Extract substrings from characters

bioinfo
R
Author

Aurélien Ginolhac

Published

November 27, 2023

Hidden gem

Opening help pages of functions used regularly is worth it. often, one discovers some hidden gems in argument functions. Here is an example with the str_extract() function from the package stringr.

stringr logo

Aim: extract the second group of two digit from strings

Let’s look at some strings that encode some code:

  • First 2 digits are the year
  • Second 2 digits are the lab id
  • Third 2 digits are the project id

Plus some other strings that are not relevant here like INFO.

library(stringr)

codes <- c("140102", "210301", "220501", "220502", "230101", "INFO", "230102")
codes
[1] "140102" "210301" "220501" "220502" "230101" "INFO"   "230102"
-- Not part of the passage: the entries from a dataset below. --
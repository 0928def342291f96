//! TOML-based configuration for the control socket.
//!
//! Reads `AppConfig` from an explicit path (`--config`) or from the
//! platform-appropriate config file:
//! - Linux:    `~/.config/emuctl/config.toml`
//! - macOS:    `~/Library/Application Support/emuctl/config.toml`
//!
//! Example:
//!
//! ```toml
//! [control]
//! socket_path = "/run/user/1000/emuctl.sock"
//! max_clients = 8
//! poll_interval_ms = 50
//!
//! [devices]
//! cdrom = 2
//!
//! [logging]
//! log_level = "debug"
//! ```
//!
//! # Serde default values
//!
//! Every field is annotated with `#[serde(default = "some_fn")]`, so a file
//! only needs the settings it wants to change.  A missing file is the same
//! as an empty one.

use std::path::{Path, PathBuf};
use std::time::Duration;

use emuctl_core::{DeviceLayout, DEFAULT_BUFFER_SIZE};
use serde::{Deserialize, Serialize};
use thiserror::Error;

use crate::application::dispatch::{DispatchConfig, DEFAULT_MAX_PATH_LEN, DEFAULT_MONITORS};
use crate::infrastructure::socket::registry::DEFAULT_MAX_CLIENTS;
use crate::infrastructure::socket::ServerSettings;

/// Error type for configuration file operations.
#[derive(Debug, Error)]
pub enum ConfigError {
    /// The platform config directory could not be determined.
    #[error("could not determine platform config directory")]
    NoPlatformConfigDir,

    /// A file system I/O error occurred.
    #[error("I/O error accessing config at {path}: {source}")]
    Io {
        path: PathBuf,
        #[source]
        source: std::io::Error,
    },

    /// The TOML content could not be parsed.
    #[error("failed to parse config TOML: {0}")]
    Parse(#[from] toml::de::Error),

    /// The config could not be serialized to TOML.
    #[error("failed to serialize config: {0}")]
    Serialize(#[from] toml::ser::Error),

    /// A value parsed fine but cannot work.
    #[error("invalid config value `{field}`: {reason}")]
    Invalid { field: &'static str, reason: String },
}

// ── Config schema types ───────────────────────────────────────────────────────

/// Top-level configuration stored on disk.
#[derive(Debug, Clone, Default, Serialize, Deserialize, PartialEq)]
pub struct AppConfig {
    #[serde(default)]
    pub control: ControlConfig,
    #[serde(default)]
    pub devices: DeviceLayout,
    #[serde(default)]
    pub logging: LoggingConfig,
}

/// Control socket settings.
#[derive(Debug, Clone, Serialize, Deserialize, PartialEq)]
pub struct ControlConfig {
    /// Filesystem path of the Unix-domain socket.
    #[serde(default = "default_socket_path")]
    pub socket_path: PathBuf,
    /// Connections beyond this are answered `ERR too many clients` and closed.
    #[serde(default = "default_max_clients")]
    pub max_clients: usize,
    /// Per-client receive buffer in bytes; longer lines drop the client.
    #[serde(default = "default_buffer_size")]
    pub buffer_size: usize,
    /// Upper bound on one wait of the event loop.
    #[serde(default = "default_select_timeout_ms")]
    pub select_timeout_ms: u64,
    /// Interval between two device-state samples.
    #[serde(default = "default_poll_interval_ms")]
    pub poll_interval_ms: u64,
    /// Drop a client whose write does not finish in time. `0` waits forever.
    #[serde(default)]
    pub write_timeout_ms: u64,
    /// Image paths must be shorter than this many bytes.
    #[serde(default = "default_max_path_len")]
    pub max_path_len: usize,
    /// Number of addressable monitors for `screenshot` / `screencrc`.
    #[serde(default = "default_monitors")]
    pub monitors: usize,
}

/// Logging settings.
#[derive(Debug, Clone, Serialize, Deserialize, PartialEq)]
pub struct LoggingConfig {
    /// `tracing` filter used when `RUST_LOG` is unset, e.g. `"info"` or
    /// `"emuctl_server=debug"`.
    #[serde(default = "default_log_level")]
    pub log_level: String,
}

// ── Default helpers ───────────────────────────────────────────────────────────

/// `$XDG_RUNTIME_DIR/emuctl.sock`, falling back to the temp directory.
pub fn default_socket_path() -> PathBuf {
    std::env::var_os("XDG_RUNTIME_DIR")
        .map(PathBuf::from)
        .unwrap_or_else(std::env::temp_dir)
        .join("emuctl.sock")
}
fn default_max_clients() -> usize {
    DEFAULT_MAX_CLIENTS
}
fn default_buffer_size() -> usize {
    DEFAULT_BUFFER_SIZE
}
fn default_select_timeout_ms() -> u64 {
    200
}
fn default_poll_interval_ms() -> u64 {
    50
}
fn default_max_path_len() -> usize {
    DEFAULT_MAX_PATH_LEN
}
fn default_monitors() -> usize {
    DEFAULT_MONITORS
}
fn default_log_level() -> String {
    "info".to_string()
}

impl Default for ControlConfig {
    fn default() -> Self {
        Self {
            socket_path: default_socket_path(),
            max_clients: default_max_clients(),
            buffer_size: default_buffer_size(),
            select_timeout_ms: default_select_timeout_ms(),
            poll_interval_ms: default_poll_interval_ms(),
            write_timeout_ms: 0,
            max_path_len: default_max_path_len(),
            monitors: default_monitors(),
        }
    }
}

impl Default for LoggingConfig {
    fn default() -> Self {
        Self {
            log_level: default_log_level(),
        }
    }
}

impl AppConfig {
    /// Rejects values that would make the server unusable.
    ///
    /// # Errors
    ///
    /// Returns [`ConfigError::Invalid`] naming the first offending field.
    pub fn validate(&self) -> Result<(), ConfigError> {
        let control = &self.control;
        if control.max_clients == 0 {
            return Err(invalid("control.max_clients", "must be at least 1"));
        }
        if control.buffer_size < 2 {
            return Err(invalid("control.buffer_size", "must be at least 2 bytes"));
        }
        if control.select_timeout_ms == 0 {
            return Err(invalid("control.select_timeout_ms", "must be positive"));
        }
        if control.poll_interval_ms == 0 {
            return Err(invalid("control.poll_interval_ms", "must be positive"));
        }
        if control.max_path_len == 0 {
            return Err(invalid("control.max_path_len", "must be positive"));
        }
        if control.socket_path.as_os_str().is_empty() {
            return Err(invalid("control.socket_path", "must not be empty"));
        }
        Ok(())
    }

    /// Converts the file representation into runtime server settings.
    pub fn server_settings(&self) -> ServerSettings {
        let control = &self.control;
        ServerSettings {
            socket_path: control.socket_path.clone(),
            max_clients: control.max_clients,
            buffer_size: control.buffer_size,
            select_timeout: Duration::from_millis(control.select_timeout_ms),
            poll_interval: Duration::from_millis(control.poll_interval_ms),
            write_timeout: (control.write_timeout_ms > 0)
                .then(|| Duration::from_millis(control.write_timeout_ms)),
            dispatch: DispatchConfig {
                devices: self.devices.clone(),
                monitors: control.monitors,
                max_path_len: control.max_path_len,
            },
        }
    }
}

fn invalid(field: &'static str, reason: &str) -> ConfigError {
    ConfigError::Invalid {
        field,
        reason: reason.to_string(),
    }
}

// ── Config repository ─────────────────────────────────────────────────────────

/// Determines the platform-appropriate directory for the config file.
///
/// # Errors
///
/// Returns [`ConfigError::NoPlatformConfigDir`] when the platform config base
/// directory cannot be determined from the environment.
pub fn config_dir() -> Result<PathBuf, ConfigError> {
    platform_config_dir().ok_or(ConfigError::NoPlatformConfigDir)
}

/// Resolves the full path to the default config file.
///
/// # Errors
///
/// Returns [`ConfigError::NoPlatformConfigDir`] if the base directory cannot be
/// determined.
pub fn config_file_path() -> Result<PathBuf, ConfigError> {
    Ok(config_dir()?.join("config.toml"))
}

/// Loads `AppConfig` from the default location, returning
/// `AppConfig::default()` if the file does not yet exist.
///
/// # Errors
///
/// Returns [`ConfigError::Io`] for file-system errors other than "not found",
/// [`ConfigError::Parse`] if the TOML is malformed, and
/// [`ConfigError::Invalid`] if a value fails validation.
pub fn load_config() -> Result<AppConfig, ConfigError> {
    load_config_from(&config_file_path()?)
}

/// Loads `AppConfig` from `path`; a missing file yields the defaults.
///
/// # Errors
///
/// Same as [`load_config`].
pub fn load_config_from(path: &Path) -> Result<AppConfig, ConfigError> {
    let config = match std::fs::read_to_string(path) {
        Ok(content) => toml::from_str::<AppConfig>(&content)?,
        Err(e) if e.kind() == std::io::ErrorKind::NotFound => AppConfig::default(),
        Err(e) => {
            return Err(ConfigError::Io {
                path: path.to_path_buf(),
                source: e,
            })
        }
    };
    config.validate()?;
    Ok(config)
}

/// Writes `config` to `path`, creating parent directories as needed.
///
/// # Errors
///
/// Returns [`ConfigError::Io`] for file-system failures or
/// [`ConfigError::Serialize`] if serialization fails.
pub fn save_config_to(config: &AppConfig, path: &Path) -> Result<(), ConfigError> {
    if let Some(dir) = path.parent() {
        std::fs::create_dir_all(dir).map_err(|source| ConfigError::Io {
            path: dir.to_path_buf(),
            source,
        })?;
    }

    let content = toml::to_string_pretty(config)?;
    std::fs::write(path, content).map_err(|source| ConfigError::Io {
        path: path.to_path_buf(),
        source,
    })
}

/// Resolves the platform config base directory including the `emuctl`
/// subdirectory.
fn platform_config_dir() -> Option<PathBuf> {
    #[cfg(target_os = "macos")]
    {
        std::env::var_os("HOME").map(|h| {
            PathBuf::from(h)
                .join("Library")
                .join("Application Support")
                .join("emuctl")
        })
    }

    #[cfg(not(target_os = "macos"))]
    {
        // XDG_CONFIG_HOME or ~/.config
        let base = std::env::var_os("XDG_CONFIG_HOME")
            .map(PathBuf::from)
            .or_else(|| std::env::var_os("HOME").map(|h| PathBuf::from(h).join(".config")))?;
        Some(base.join("emuctl"))
    }
}

// ── Tests ─────────────────────────────────────────────────────────────────────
From those we want to obtain the following:

"01" "03" "05" "05" "01" NA   "01"

Wrong solution

If we use str_sub() we can extract the second group of two digits, it does not work for INFO that should be NA.

str_sub(codes, 3, 4)
[1] "01" "03" "05" "05" "01" "FO" "01"

We need a regular expression that specify 6 digits and take the second group of two digits.

Using regex

str_extract() takes a regular expression as argument. We can use the following regex to extract the second group of two digits:

str_extract(codes, "..\\d{2}..")
[1] "140102" "210301" "220501" "220502" "230101" NA       "230102"

Fine for detecting the INFO and exclude it but we don’t extract since the 2 previous and 2 following any characters (.) are included in the regex.

Using look around in the regex

Look arounds are extremely powerful but very complex. I never get it right the first time. I always need to look up the help pages.

str_extract(codes, "(?<=\\d{2})\\d{2}")
[1] "01" "03" "05" "05" "01" NA   "01"

But already we see the grouping popping up.

Using grouping in the regex

str_extract(codes, "..(\\d{2})..")
[1] "140102" "210301" "220501" "220502" "230101" NA       "230102"

This is where I was usually stopped and return to look arounds.

But, str_extract() has a group argument that allows to extract the group of interest.

str_extract(codes, "..(\\d{2})..", group = 1)
[1] "01" "03" "05" "05" "01" NA   "01"

Works! and easy to understand.

With more groups

For example, the second group (5th and 6th characters):

str_extract(codes, "..(\\d{2})(..)", group = 2)
[1] "02" "01" "01" "02" "01" NA   "02"

Conclusion

Reading help pages help!